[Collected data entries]
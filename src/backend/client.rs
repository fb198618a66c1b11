//! HTTP client for the conversation backend
//!
//! The backend does recognition, generation and synthesis; this side only
//! sequences calls. Every call is a single attempt: retry policy belongs to
//! the poller, and everything else fails the turn.

use super::types::{
    AudioAsset, PollReply, PollResponse, ResponseRequest, SessionGreeting, SessionRequest,
    SpokenReply, StartSessionResponse, SubmitAck, TranscribeResponse,
};
use crate::config::BackendConfig;
use crate::error::{VoiceError, VoiceResult};
use async_trait::async_trait;
use serde::de::DeserializeOwned;
use serde::Serialize;
use std::time::Duration;

/// File name used for uploaded recordings
const UPLOAD_FILE_NAME: &str = "recording.wav";

/// Operations offered by the speech and language backend
#[async_trait]
pub trait ConversationBackend: Send + Sync {
    /// Open a session; may carry welcome audio
    async fn start_session(&self) -> VoiceResult<SessionGreeting>;

    /// Transcribe a WAV recording
    async fn transcribe(&self, wav: Vec<u8>) -> VoiceResult<String>;

    /// Fetch a short filler utterance
    async fn get_filler(&self) -> VoiceResult<AudioAsset>;

    /// Start asynchronous response generation
    async fn submit_response(&self, session_id: &str, text: &str) -> VoiceResult<SubmitAck>;

    /// Ask whether the submitted response is ready
    async fn poll_response(&self, session_id: &str) -> VoiceResult<PollReply>;

    /// Generate a response synchronously
    async fn get_response(&self, session_id: &str, text: &str) -> VoiceResult<AudioAsset>;

    /// Retrieve the latest response audio directly
    async fn fetch_audio(&self, session_id: &str) -> VoiceResult<Vec<u8>>;

    /// Close the session; closing an unknown session succeeds
    async fn end_session(&self, session_id: &str) -> VoiceResult<()>;
}

/// reqwest implementation of [`ConversationBackend`]
#[derive(Debug, Clone)]
pub struct HttpBackend {
    base_url: String,
    client: reqwest::Client,
    timeout: Duration,
}

impl HttpBackend {
    pub fn new(config: &BackendConfig) -> VoiceResult<Self> {
        let timeout = Duration::from_secs(config.request_timeout_secs);
        let client = reqwest::Client::builder()
            .timeout(timeout)
            .build()
            .map_err(|e| VoiceError::Network(format!("Failed to create HTTP client: {}", e)))?;

        Ok(Self {
            base_url: config.base_url.trim_end_matches('/').to_string(),
            client,
            timeout,
        })
    }

    pub fn base_url(&self) -> &str {
        &self.base_url
    }

    pub fn timeout(&self) -> Duration {
        self.timeout
    }

    fn url(&self, path: &str) -> String {
        format!("{}/{}", self.base_url, path)
    }

    /// Turn transport and status failures into `VoiceError`
    async fn check(response: reqwest::Response) -> VoiceResult<reqwest::Response> {
        let status = response.status();
        if status.is_success() {
            return Ok(response);
        }
        let message = response
            .text()
            .await
            .unwrap_or_else(|_| "Unknown error".to_string());
        Err(VoiceError::Backend {
            status: status.as_u16(),
            message,
        })
    }

    async fn post_json<B, R>(&self, path: &str, body: &B) -> VoiceResult<R>
    where
        B: Serialize + Sync + ?Sized,
        R: DeserializeOwned,
    {
        tracing::debug!("POST {}", path);
        let response = self.client.post(self.url(path)).json(body).send().await?;
        let response = Self::check(response).await?;
        let bytes = response.bytes().await?;
        Ok(serde_json::from_slice(&bytes)?)
    }
}

#[async_trait]
impl ConversationBackend for HttpBackend {
    async fn start_session(&self) -> VoiceResult<SessionGreeting> {
        let response: StartSessionResponse =
            self.post_json("start_session", &serde_json::json!({})).await?;
        let greeting = SessionGreeting::try_from(response)?;
        tracing::info!("Started session {}", greeting.session_id);
        Ok(greeting)
    }

    async fn transcribe(&self, wav: Vec<u8>) -> VoiceResult<String> {
        let size = wav.len();
        let part = reqwest::multipart::Part::bytes(wav)
            .file_name(UPLOAD_FILE_NAME)
            .mime_str("audio/wav")?;
        let form = reqwest::multipart::Form::new().part("audio", part);

        tracing::debug!("Uploading {} bytes for transcription", size);
        let response = self
            .client
            .post(self.url("transcribe"))
            .multipart(form)
            .send()
            .await?;
        let response = Self::check(response).await?;
        let bytes = response.bytes().await?;
        let reply: TranscribeResponse = serde_json::from_slice(&bytes)?;
        Ok(reply.text.trim().to_string())
    }

    async fn get_filler(&self) -> VoiceResult<AudioAsset> {
        let reply: SpokenReply = self.post_json("get_filler", &serde_json::json!({})).await?;
        reply.into_asset()
    }

    async fn submit_response(&self, session_id: &str, text: &str) -> VoiceResult<SubmitAck> {
        let body = ResponseRequest { text, session_id };
        let ack: SubmitAck = self.post_json("request_response", &body).await?;
        tracing::debug!("Response request accepted: {:?}", ack.request_id);
        Ok(ack)
    }

    async fn poll_response(&self, session_id: &str) -> VoiceResult<PollReply> {
        let response: PollResponse = self
            .post_json("poll_response", &SessionRequest { session_id })
            .await?;
        PollReply::try_from(response)
    }

    async fn get_response(&self, session_id: &str, text: &str) -> VoiceResult<AudioAsset> {
        let body = ResponseRequest { text, session_id };
        let reply: SpokenReply = self.post_json("get_response", &body).await?;
        reply.into_asset()
    }

    async fn fetch_audio(&self, session_id: &str) -> VoiceResult<Vec<u8>> {
        let response = self
            .client
            .get(self.url("get_audio"))
            .query(&[("session_id", session_id)])
            .send()
            .await?;
        let response = Self::check(response).await?;
        Ok(response.bytes().await?.to_vec())
    }

    async fn end_session(&self, session_id: &str) -> VoiceResult<()> {
        let response = self
            .client
            .post(self.url("end_session"))
            .json(&SessionRequest { session_id })
            .send()
            .await?;

        match Self::check(response).await {
            Ok(_) => {
                tracing::info!("Ended session {}", session_id);
                Ok(())
            }
            Err(VoiceError::Backend { status: 404, .. }) => {
                tracing::debug!("Session {} was already closed", session_id);
                Ok(())
            }
            Err(e) => Err(e),
        }
    }
}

→ EXERCISE DETAILS:
Every entry above should be transcribed exactly and in full.

→ REPLY:
filename src/backend/client.rs
repository fb198618a66c1b11
//! HTTP client for the conversation backend
//!
//! The backend does recognition, generation and synthesis; this side only
//! sequences calls. Every call is a single attempt: retry policy belongs to
//! the poller, and everything else fails the turn.

use super::types::{
    AudioAsset, PollReply, PollResponse, ResponseRequest, SessionGreeting, SessionRequest,
    SpokenReply, StartSessionResponse, SubmitAck, TranscribeResponse,
};
use crate::config::BackendConfig;
use crate::error::{VoiceError, VoiceResult};
use async_trait::async_trait;
use serde::de::DeserializeOwned;
use serde::Serialize;
use std::time::Duration;

/// File name used for uploaded recordings
const UPLOAD_FILE_NAME: &str = "recording.wav";

/// Operations offered by the speech and language backend
#[async_trait]
pub trait ConversationBackend: Send + Sync {
    /// Open a session; may carry welcome audio
    async fn start_session(&self) -> VoiceResult<SessionGreeting>;

    /// Transcribe a WAV recording
    async fn transcribe(&self, wav: Vec<u8>) -> VoiceResult<String>;

    /// Fetch a short filler utterance
    async fn get_filler(&self) -> VoiceResult<AudioAsset>;

    /// Start asynchronous response generation
    async fn submit_response(&self, session_id: &str, text: &str) -> VoiceResult<SubmitAck>;

    /// Ask whether the submitted response is ready
    async fn poll_response(&self, session_id: &str) -> VoiceResult<PollReply>;

    /// Generate a response synchronously
    async fn get_response(&self, session_id: &str, text: &str) -> VoiceResult<AudioAsset>;

    /// Retrieve the latest response audio directly
    async fn fetch_audio(&self, session_id: &str) -> VoiceResult<Vec<u8>>;

    /// Close the session; closing an unknown session succeeds
    async fn end_session(&self, session_id: &str) -> VoiceResult<()>;
}

/// reqwest implementation of [`ConversationBackend`]
#[derive(Debug, Clone)]
pub struct HttpBackend {
    base_url: String,
    client: reqwest::Client,
    timeout: Duration,
}

impl HttpBackend {
    pub fn new(config: &BackendConfig) -> VoiceResult<Self> {
        let timeout = Duration::from_secs(config.request_timeout_secs);
        let client = reqwest::Client::builder()
            .timeout(timeout)
            .build()
            .map_err(|e| VoiceError::Network(format!("Failed to create HTTP client: {}", e)))?;

        Ok(Self {
            base_url: config.base_url.trim_end_matches('/').to_string(),
            client,
            timeout,
        })
    }

    pub fn base_url(&self) -> &str {
        &self.base_url
    }

    pub fn timeout(&self) -> Duration {
        self.timeout
    }

    fn url(&self, path: &str) -> String {
        format!("{}/{}", self.base_url, path)
    }

    /// Turn transport and status failures into `VoiceError`
    async fn check(response: reqwest::Response) -> VoiceResult<reqwest::Response> {
        let status = response.status();
        if status.is_success() {
            return Ok(response);
        }
        let message = response
            .text()
            .await
            .unwrap_or_else(|_| "Unknown error".to_string());
        Err(VoiceError::Backend {
            status: status.as_u16(),
            message,
        })
    }

    async fn post_json<B, R>(&self, path: &str, body: &B) -> VoiceResult<R>
    where
        B: Serialize + Sync + ?Sized,
        R: DeserializeOwned,
    {
        tracing::debug!("POST {}", path);
        let response = self.client.post(self.url(path)).json(body).send().await?;
        let response = Self::check(response).await?;
        let bytes = response.bytes().await?;
        Ok(serde_json::from_slice(&bytes)?)
    }
}

#[async_trait]
impl ConversationBackend for HttpBackend {
    async fn start_session(&self) -> VoiceResult<SessionGreeting> {
        let response: StartSessionResponse =
            self.post_json("start_session", &serde_json::json!({})).await?;
        let greeting = SessionGreeting::try_from(response)?;
        tracing::info!("Started session {}", greeting.session_id);
        Ok(greeting)
    }

    async fn transcribe(&self, wav: Vec<u8>) -> VoiceResult<String> {
        let size = wav.len();
        let part = reqwest::multipart::Part::bytes(wav)
            .file_name(UPLOAD_FILE_NAME)
            .mime_str("audio/wav")?;
        let form = reqwest::multipart::Form::new().part("audio", part);

        tracing::debug!("Uploading {} bytes for transcription", size);
        let response = self
            .client
            .post(self.url("transcribe"))
            .multipart(form)
            .send()
            .await?;
        let response = Self::check(response).await?;
        let bytes = response.bytes().await?;
        let reply: TranscribeResponse = serde_json::from_slice(&bytes)?;
        Ok(reply.text.trim().to_string())
    }

    async fn get_filler(&self) -> VoiceResult<AudioAsset> {
        let reply: SpokenReply = self.post_json("get_filler", &serde_json::json!({})).await?;
        reply.into_asset()
    }

    async fn submit_response(&self, session_id: &str, text: &str) -> VoiceResult<SubmitAck> {
        let body = ResponseRequest { text, session_id };
        let ack: SubmitAck = self.post_json("request_response", &body).await?;
        tracing::debug!("Response request accepted: {:?}", ack.request_id);
        Ok(ack)
    }

    async fn poll_response(&self, session_id: &str) -> VoiceResult<PollReply> {
        let response: PollResponse = self
            .post_json("poll_response", &SessionRequest { session_id })
            .await?;
        PollReply::try_from(response)
    }

    async fn get_response(&self, session_id: &str, text: &str) -> VoiceResult<AudioAsset> {
        let body = ResponseRequest { text, session_id };
        let reply: SpokenReply = self.post_json("get_response", &body).await?;
        reply.into_asset()
    }

    async fn fetch_audio(&self, session_id: &str) -> VoiceResult<Vec<u8>> {
        let response = self
            .client
            .get(self.url("get_audio"))
            .query(&[("session_id", session_id)])
            .send()
            .await?;
        let response = Self::check(response).await?;
        Ok(response.bytes().await?.to_vec())
    }

    async fn end_session(&self, session_id: &str) -> VoiceResult<()> {
        let response = self
            .client
            .post(self.url("end_session"))
            .json(&SessionRequest { session_id })
            .send()
            .await?;

        match Self::check(response).await {
            Ok(_) => {
                tracing::info!("Ended session {}", session_id);
                Ok(())
            }
            Err(VoiceError::Backend { status: 404, .. }) => {
                tracing::debug!("Session {} was already closed", session_id);
                Ok(())
            }
            Err(e) => Err(e),
        }
    }
}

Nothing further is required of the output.